### EXERCISE AIM
Repeat exactly, and only, the lines of the entries below from the one with "request was fine." through the one with "A backend fault", both ends included.

### RECORDED INFORMATION

======

//! # Service Error Taxonomy
//!
//! The single error type the facade ([`crate::service`]) exposes to the
//! transport layer. Five kinds, each with one transport meaning:
//!
//! | Kind         | Transport mapping | Client action            |
//! |--------------|-------------------|--------------------------|
//! | `Validation` | 400               | fix the request, resend  |
//! | `Auth`       | 401               | re-sign, check the clock |
//! | `NotFound`   | 404               | nothing to fetch         |
//! | `Conflict`   | 409               | retry the whole request  |
//! | `Storage`    | 500               | retry later              |
//!
//! `Auth` deliberately flattens to the single word "unauthorized" on the
//! wire: the precise failure (unknown agent vs. bad signature vs. stale
//! timestamp) is logged server-side but never disclosed, so the error
//! channel can't be used as an oracle to probe which agent IDs exist.

use thiserror::Error;

use crate::auth::AuthError;
use crate::identity::IdentityError;
use crate::memory::MemoryError;
use crate::storage::StorageError;

/// Every way a service operation can fail.
#[derive(Debug, Error)]
pub enum ServiceError {
    /// The request is malformed: bad base64, an ill-formed agent ID, a
    /// missing field. The message names the offending field.
    #[error("validation failed: {0}")]
    Validation(String),

    /// Authentication failed. The inner error keeps the precise cause for
    /// logging; [`client_message`](Self::client_message) hides it.
    #[error("authentication failed: {0}")]
    Auth(AuthError),

    /// Nothing stored to return.
    #[error("not found")]
    NotFound,

    /// A uniqueness conflict that exhausted its bounded retries.
    #[error("conflict: {0}")]
    Conflict(String),

    /// The storage engine failed. Service-side; the request was fine.
    #[error("storage failure: {0}")]
    Storage(StorageError),
}

impl ServiceError {
    /// The message safe to put in a response body.
    ///
    /// Everything except `Auth` and `Storage` echoes its display form;
    /// auth failures collapse to "unauthorized" and storage failures to a
    /// generic service message so neither leaks internals.
    pub fn client_message(&self) -> String {
        match self {
            ServiceError::Auth(_) => "unauthorized".to_string(),
            ServiceError::Storage(_) => "internal storage failure".to_string(),
            other => other.to_string(),
        }
    }
}

impl From<AuthError> for ServiceError {
    fn from(err: AuthError) -> Self {
        match err {
            // A backend fault during verification is a service failure,
            // not an authentication verdict.
            AuthError::Storage(e) => ServiceError::Storage(e),
            other => ServiceError::Auth(other),
        }
    }
}

impl From<IdentityError> for ServiceError {
    fn from(err: IdentityError) -> Self {
        match err {
            IdentityError::Collision => {
                ServiceError::Conflict("agent id collision, retry registration".to_string())
            }
            IdentityError::UnknownAgent => ServiceError::NotFound,
            IdentityError::PublicKeyMismatch => {
                ServiceError::Conflict("identity record does not match the presented key".to_string())
            }
            IdentityError::Storage(e) => ServiceError::Storage(e),
        }
    }
}

impl From<MemoryError> for ServiceError {
    fn from(err: MemoryError) -> Self {
        match err {
            MemoryError::NoVersions => ServiceError::NotFound,
            MemoryError::Storage(e) => ServiceError::Storage(e),
        }
    }
}

impl From<StorageError> for ServiceError {
    fn from(err: StorageError) -> Self {
        ServiceError::Storage(err)
    }
}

======

### REPLY TO THE EXERCISE
    /// The storage engine failed. Service-side; the request was fine.
    #[error("storage failure: {0}")]
    Storage(StorageError),
}

impl ServiceError {
    /// The message safe to put in a response body.
    ///
    /// Everything except `Auth` and `Storage` echoes its display form;
    /// auth failures collapse to "unauthorized" and storage failures to a
    /// generic service message so neither leaks internals.
    pub fn client_message(&self) -> String {
        match self {
            ServiceError::Auth(_) => "unauthorized".to_string(),
            ServiceError::Storage(_) => "internal storage failure".to_string(),
            other => other.to_string(),
        }
    }
}

impl From<AuthError> for ServiceError {
    fn from(err: AuthError) -> Self {
        match err {
            // A backend fault during verification is a service failure,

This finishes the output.